The Illusion of Control

The video starts by saying that people who run from love do so out of fear, not lack of care. Avoidants try to control their emotions because they feel emotionally unsafe, living by the rule of not depending on anyone. They think needing love or showing emotion is a sign of weakness, so they create distance, believing it gives them power. However, this control is an illusion that breaks when they lose someone who genuinely loved them. Initially, they make excuses to avoid guilt, but real love leaves a void that can't be filled, making the silence echo.

The Emotional Mirror Moment

Avoidants often grow up in environments where emotions are dismissed, leading them to seek comfort in logic and independence. The moment they think they are in control is actually when they've lost it, because emotional control is just avoidance. This avoidance leads to a moment where they see the reflection of their actions, noticing that those who cared have stopped trying. The silence they used as a weapon becomes their punishment, leading to a realization that they didn't control love, they broke it.

The Delayed Emotional Reaction

Avoidant people don't immediately feel the pain of a breakup; they experience emotional shutdown, which appears as calmness but is actually numbness. This is a defense mechanism against feeling vulnerable. Eventually, small things trigger memories, and the silence becomes unbearable, leading to a delayed emotional reaction. They start to remember the good things they ignored and realize what they destroyed, turning numbness into real pain.

Emotional Incongruence and Reversal Empathy

Avoidants experience emotional incongruence, where their emotions don't match the story they tell themselves, creating internal conflict. By the time they're ready to reach out, the person they pushed away has healed. They then experience reversal empathy, feeling what they once made the other person feel: ignored and disconnected. The distance they created isolates them, leading to genuine regret as they realize they lost a genuine connection.

The Breaking Point and Awakening

The human heart has a warning system that eventually demands to be heard, leading to an overwhelming wave of emotions for the avoidant. They realize that emotional avoidance only delays feelings until they become too heavy to carry. The breaking point is when they see that love wasn't the enemy, but their fear of losing control was. Their delayed emotions don't erase the pain they caused, and healing comes faster for the one who was open and present.

The Mirror Stage of Avoidance

The mirror stage is when everything they've been running from reflects back at them, and they can no longer make excuses. They see the patience and understanding they were shown and realize they were projecting their own issues. This self-awareness is the first and most painful step, as they realize their protective behaviors destroyed what they needed most. They understand that love only wanted presence, but they were too busy protecting their pride.

The Avoidant Awakening

There's a moment when the silence they created turns against them, and they realize the person they pushed away isn't waiting anymore.
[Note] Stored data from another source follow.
/// Program domain types
///
/// A lineup is an ordered sequence of [`Program`] values. The union is
/// closed: every transform matches all four variants, so adding a variant
/// is a compile-visible change at each transform boundary.
use chrono::{DateTime, Utc};
use serde::{Deserialize, Serialize};
use std::fmt;
use std::str::FromStr;

use crate::error::CoreError;
use crate::types::{ArtistId, ChannelId, CustomShowId, ProgramId, ShowId};

/// Kind of content a [`ContentProgram`] carries
#[derive(Debug, Clone, Copy, PartialEq, Eq, Hash, Serialize, Deserialize)]
#[serde(rename_all = "lowercase")]
pub enum ContentSubtype {
    /// Feature film
    Movie,

    /// Episode of a show
    Episode,

    /// Music track
    Track,

    /// Anything else a media source can serve
    Other,
}

impl ContentSubtype {
    /// Lowercase wire name of the subtype
    pub fn as_str(self) -> &'static str {
        match self {
            Self::Movie => "movie",
            Self::Episode => "episode",
            Self::Track => "track",
            Self::Other => "other",
        }
    }
}

impl FromStr for ContentSubtype {
    type Err = CoreError;

    fn from_str(s: &str) -> Result<Self, Self::Err> {
        match s {
            "movie" => Ok(Self::Movie),
            "episode" => Ok(Self::Episode),
            "track" => Ok(Self::Track),
            "other" => Ok(Self::Other),
            _ => Err(CoreError::UnknownSubtype(s.to_string())),
        }
    }
}

impl fmt::Display for ContentSubtype {
    fn fmt(&self, f: &mut fmt::Formatter<'_>) -> fmt::Result {
        write!(f, "{}", self.as_str())
    }
}

/// External-source identifier for a program
///
/// A program imported from a media source carries one entry per source it
/// is known to (e.g. a server rating key). Unpersisted programs are
/// deduplicated by these.
#[derive(Debug, Clone, PartialEq, Eq, Hash, Serialize, Deserialize)]
#[serde(rename_all = "camelCase")]
pub struct ExternalId {
    /// Source system name
    pub source: String,

    /// Identifier within that source
    pub id: String,
}

impl ExternalId {
    /// Create a new external id
    pub fn new(source: impl Into<String>, id: impl Into<String>) -> Self {
        Self {
            source: source.into(),
            id: id.into(),
        }
    }

    /// Identity key combining source and id
    pub fn key(&self) -> String {
        format!("{}|{}", self.source, self.id)
    }
}

/// Video or audio content in a lineup
#[derive(Debug, Clone, PartialEq, Serialize, Deserialize)]
#[serde(rename_all = "camelCase")]
pub struct ContentProgram {
    /// Database id, present once the program is persisted
    pub id: Option<ProgramId>,

    /// Content subtype
    pub subtype: ContentSubtype,

    /// Display title
    pub title: String,

    /// Owning show, for episodes
    pub show_id: Option<ShowId>,

    /// Show title, used as grouping fallback when the id is absent
    pub show_title: Option<String>,

    /// Owning artist, for tracks
    pub artist_id: Option<ArtistId>,

    /// Artist name, used as grouping fallback when the id is absent
    pub artist_name: Option<String>,

    /// Season number (album index for tracks)
    pub season_number: Option<u32>,

    /// Episode number (track index for tracks)
    pub episode_number: Option<u32>,

    /// Original release date
    pub release_date: Option<DateTime<Utc>>,

    /// External-source identifiers
    #[serde(default)]
    pub external_ids: Vec<ExternalId>,

    /// Duration in milliseconds
    pub duration_ms: u64,

    /// Whether the program is durably stored
    pub persisted: bool,
}

impl ContentProgram {
    /// Create content with minimal metadata
    pub fn new(subtype: ContentSubtype, title: impl Into<String>, duration_ms: u64) -> Self {
        Self {
            id: None,
            subtype,
            title: title.into(),
            show_id: None,
            show_title: None,
            artist_id: None,
            artist_name: None,
            season_number: None,
            episode_number: None,
            release_date: None,
            external_ids: Vec::new(),
            duration_ms,
            persisted: false,
        }
    }

    /// Release date as epoch milliseconds
    pub fn release_date_ms(&self) -> Option<i64> {
        self.release_date.map(|d| d.timestamp_millis())
    }

    /// Whether this is a special (season zero) episode
    pub fn is_special(&self) -> bool {
        self.subtype == ContentSubtype::Episode && self.season_number == Some(0)
    }

    /// Lookup key used by the condensed form
    ///
    /// The database id when persisted, otherwise the first external id.
    /// `None` means the program cannot be referenced from a condensed
    /// lineup at all.
    pub fn lookup_key(&self) -> Option<ProgramId> {
        if let Some(id) = &self.id {
            return Some(id.clone());
        }
        self.external_ids
            .first()
            .map(|ext| ProgramId::new(ext.key()))
    }
}

/// Reference into a custom show's own ordered program list
#[derive(Debug, Clone, PartialEq, Serialize, Deserialize)]
#[serde(rename_all = "camelCase")]
pub struct CustomProgram {
    /// Owning custom show
    pub custom_show_id: CustomShowId,

    /// Program id within the custom show
    pub id: ProgramId,

    /// Position in the custom show's list
    pub index: u32,

    /// Duration in milliseconds
    pub duration_ms: u64,

    /// Whether the reference is durably stored
    pub persisted: bool,

    /// Full content detail, nested by the materializer
    pub program: Option<Box<ContentProgram>>,
}

/// Hand-off to another channel for the duration
#[derive(Debug, Clone, PartialEq, Serialize, Deserialize)]
#[serde(rename_all = "camelCase")]
pub struct RedirectProgram {
    /// Target channel
    pub channel_id: ChannelId,

    /// Target channel name, when known
    pub channel_name: Option<String>,

    /// Duration in milliseconds
    pub duration_ms: u64,

    /// Whether the redirect is durably stored
    pub persisted: bool,
}

/// Filler time gap carrying no identity beyond its duration
#[derive(Debug, Clone, PartialEq, Serialize, Deserialize)]
#[serde(rename_all = "camelCase")]
pub struct FlexProgram {
    /// Duration in milliseconds
    pub duration_ms: u64,

    /// Whether the gap is durably stored
    pub persisted: bool,
}

impl FlexProgram {
    /// Create an unpersisted flex gap
    pub fn new(duration_ms: u64) -> Self {
        Self {
            duration_ms,
            persisted: false,
        }
    }
}

/// A single entry in a channel lineup
#[derive(Debug, Clone, PartialEq, Serialize, Deserialize)]
#[serde(tag = "type", rename_all = "lowercase")]
pub enum Program {
    /// Video/audio content
    Content(ContentProgram),

    /// Custom-show segment
    Custom(CustomProgram),

    /// Redirect to another channel
    Redirect(RedirectProgram),

    /// Filler gap
    Flex(FlexProgram),
}

impl Program {
    /// Create a flex gap program
    pub fn flex(duration_ms: u64) -> Self {
        Self::Flex(FlexProgram::new(duration_ms))
    }

    /// Duration in milliseconds
    pub fn duration_ms(&self) -> u64 {
        match self {
            Self::Content(c) => c.duration_ms,
            Self::Custom(c) => c.duration_ms,
            Self::Redirect(r) => r.duration_ms,
            Self::Flex(f) => f.duration_ms,
        }
    }

    /// Whether the entry is durably stored
    pub fn persisted(&self) -> bool {
        match self {
            Self::Content(c) => c.persisted,
            Self::Custom(c) => c.persisted,
            Self::Redirect(r) => r.persisted,
            Self::Flex(f) => f.persisted,
        }
    }

    /// Display title, when the entry has one
    ///
    /// Custom entries take the title of their materialized detail;
    /// redirects use the target channel name; flex has none.
    pub fn title(&self) -> Option<&str> {
        match self {
            Self::Content(c) => Some(c.title.as_str()),
            Self::Custom(c) => c.program.as_deref().map(|p| p.title.as_str()),
            Self::Redirect(r) => r.channel_name.as_deref(),
            Self::Flex(_) => None,
        }
    }

    /// Content detail, for content entries and materialized custom entries
    pub fn content_detail(&self) -> Option<&ContentProgram> {
        match self {
            Self::Content(c) => Some(c),
            Self::Custom(c) => c.program.as_deref(),
            Self::Redirect(_) | Self::Flex(_) => None,
        }
    }

    /// Whether the entry is a flex gap
    pub fn is_flex(&self) -> bool {
        matches!(self, Self::Flex(_))
    }

    /// Whether the entry is a redirect
    pub fn is_redirect(&self) -> bool {
        matches!(self, Self::Redirect(_))
    }
}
This is the awakening, where the illusion of distance meaning safety breaks apart. They realize they created the loneliness they feared most and feel how deeply they loved, but too late. They understand that relationships need care and attention, and by withholding those, they starved the bond.

Reflection and Realization

Deep reflection follows, with the avoidant questioning their actions and tracing the answers back to childhood. They realize that fear was imprisoning them, disguised as independence. The freedom they chased was about being unafraid, which requires staying, feeling, and being seen. By the time they realize love was never the threat, the person who could have taught them that lesson is gone. Destroying real love means losing the ability to give and receive it, reshaping their understanding of safety.

The Purpose of Love and Healing

The video concludes by saying that the purpose of loving an avoidant isn't to save them, but to show them what safety feels like. The rest of their healing is their own journey. The breaking point is an awakening, tearing down the illusion that you can outrun love or control connection. Love teaches a lesson and moves on, leaving silence as the greatest teacher.